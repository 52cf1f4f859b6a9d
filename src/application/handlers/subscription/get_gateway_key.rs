//! GetGatewayKeyHandler - query handler for the gateway publishable key.

/// Result carrying the publishable key id for client-side checkout.
#[derive(Debug, Clone)]
pub struct GetGatewayKeyResult {
    pub key: String,
}

/// Handler returning the gateway's publishable key identifier.
///
/// The key comes from configuration; there are no side effects and no
/// authorization beyond being an authenticated caller.
pub struct GetGatewayKeyHandler {
    key_id: String,
}

impl GetGatewayKeyHandler {
    pub fn new(key_id: impl Into<String>) -> Self {
        Self {
            key_id: key_id.into(),
        }
    }

    pub fn handle(&self) -> GetGatewayKeyResult {
        GetGatewayKeyResult {
            key: self.key_id.clone(),
        }
    }
}
//! User repository port.

use async_trait::async_trait;

use crate::domain::foundation::{DomainError, UserId};
use crate::domain::user::User;

/// Repository port for user documents.
///
/// Each read-modify-write of the subscription sub-document goes through
/// `find_by_id` followed by `update`; the document store's per-document
/// atomicity is the only concurrency control. Two concurrent writers for the
/// same user race last-writer-wins.
#[async_trait]
pub trait UserRepository: Send + Sync {
    /// Find a user by id. Returns `None` if unknown.
    async fn find_by_id(&self, id: &UserId) -> Result<Option<User>, DomainError>;

    /// Persist the current state of an existing user.
    async fn update(&self, user: &User) -> Result<(), DomainError>;
}
//! Contact form message value object.

use serde::{Deserialize, Serialize};

use crate::domain::foundation::ValidationError;

/// A validated contact form submission.
#[derive(Debug, Clone, PartialEq, Eq, Serialize, Deserialize)]
pub struct ContactMessage {
    pub name: String,
    pub email: String,
    pub message: String,
}

impl ContactMessage {
    /// Builds a contact message, validating presence and email shape.
    pub fn new(
        name: impl Into<String>,
        email: impl Into<String>,
        message: impl Into<String>,
    ) -> Result<Self, ValidationError> {
        let name = name.into();
        let email = email.into();
        let message = message.into();

        if name.trim().is_empty() {
            return Err(ValidationError::empty_field("name"));
        }
        if message.trim().is_empty() {
            return Err(ValidationError::empty_field("message"));
        }
        if !is_plausible_email(&email) {
            return Err(ValidationError::invalid_format(
                "email",
                "not a valid email address",
            ));
        }

        Ok(Self {
            name,
            email,
            message,
        })
    }

    /// Plain-text body for the relay email.
    pub fn as_mail_body(&self) -> String {
        format!(
            "Name: {}\nEmail: {}\nMessage: {}",
            self.name, self.email, self.message
        )
    }
}

/// Minimal email shape check: one `@`, non-empty local part, and a dotted
/// domain with no whitespace anywhere.
fn is_plausible_email(email: &str) -> bool {
    if email.chars().any(char::is_whitespace) {
        return false;
    }
    let mut parts = email.splitn(2, '@');
    let local = parts.next().unwrap_or_default();
    let domain = match parts.next() {
        Some(d) => d,
        None => return false,
    };
    if local.is_empty() || domain.contains('@') {
        return false;
    }
    let (host, tld) = match domain.rsplit_once('.') {
        Some(split) => split,
        None => return false,
    };
    !host.is_empty() && !tld.is_empty()
}

#[cfg(test)]
mod tests {
    use super::*;

    #[test]
    fn accepts_valid_submission() {
        let msg = ContactMessage::new("Ada", "ada@example.com", "Hello!").unwrap();
        assert_eq!(msg.email, "ada@example.com");
    }

    #[test]
    fn rejects_empty_name_and_message() {
        assert!(ContactMessage::new("", "ada@example.com", "Hi").is_err());
        assert!(ContactMessage::new("Ada", "ada@example.com", "  ").is_err());
    }

    #[test]
    fn rejects_malformed_emails() {
        for email in [
            "",
            "plainaddress",
            "@no-local.com",
            "no-domain@",
            "no-dot@domain",
            "two@@ats.com",
            "spaces in@example.com",
            "trailing-dot@example.",
            ".leading@.com",
        ] {
            assert!(
                ContactMessage::new("Ada", email, "Hi").is_err(),
                "should reject {:?}",
                email
            );
        }
    }

    #[test]
    fn mail_body_contains_all_fields() {
        let msg = ContactMessage::new("Ada", "ada@example.com", "Hello!").unwrap();
        let body = msg.as_mail_body();
        assert!(body.contains("Ada"));
        assert!(body.contains("ada@example.com"));
        assert!(body.contains("Hello!"));
    }
}
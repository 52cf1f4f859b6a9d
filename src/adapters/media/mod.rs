//! Media storage adapter.

mod http_media_storage;

pub use http_media_storage::HttpMediaStorage;
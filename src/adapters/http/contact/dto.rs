//! HTTP DTOs for the contact form.

use serde::{Deserialize, Serialize};

/// Contact form submission body.
#[derive(Debug, Clone, Deserialize)]
pub struct ContactRequest {
    #[serde(default)]
    pub name: String,
    #[serde(default)]
    pub email: String,
    #[serde(default)]
    pub message: String,
}

/// Contact form success envelope.
#[derive(Debug, Clone, Serialize)]
pub struct ContactResponse {
    pub success: bool,
    pub message: String,
}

..........

■ Problem description:
In the listing above, find the line holding "pub fn new(key_id: impl" and the line holding "User repository port.", then output those two lines and every line between them exactly.

■ The answer:
    pub fn new(key_id: impl Into<String>) -> Self {
        Self {
            key_id: key_id.into(),
        }
    }

    pub fn handle(&self) -> GetGatewayKeyResult {
        GetGatewayKeyResult {
            key: self.key_id.clone(),
        }
    }
}
//! User repository port.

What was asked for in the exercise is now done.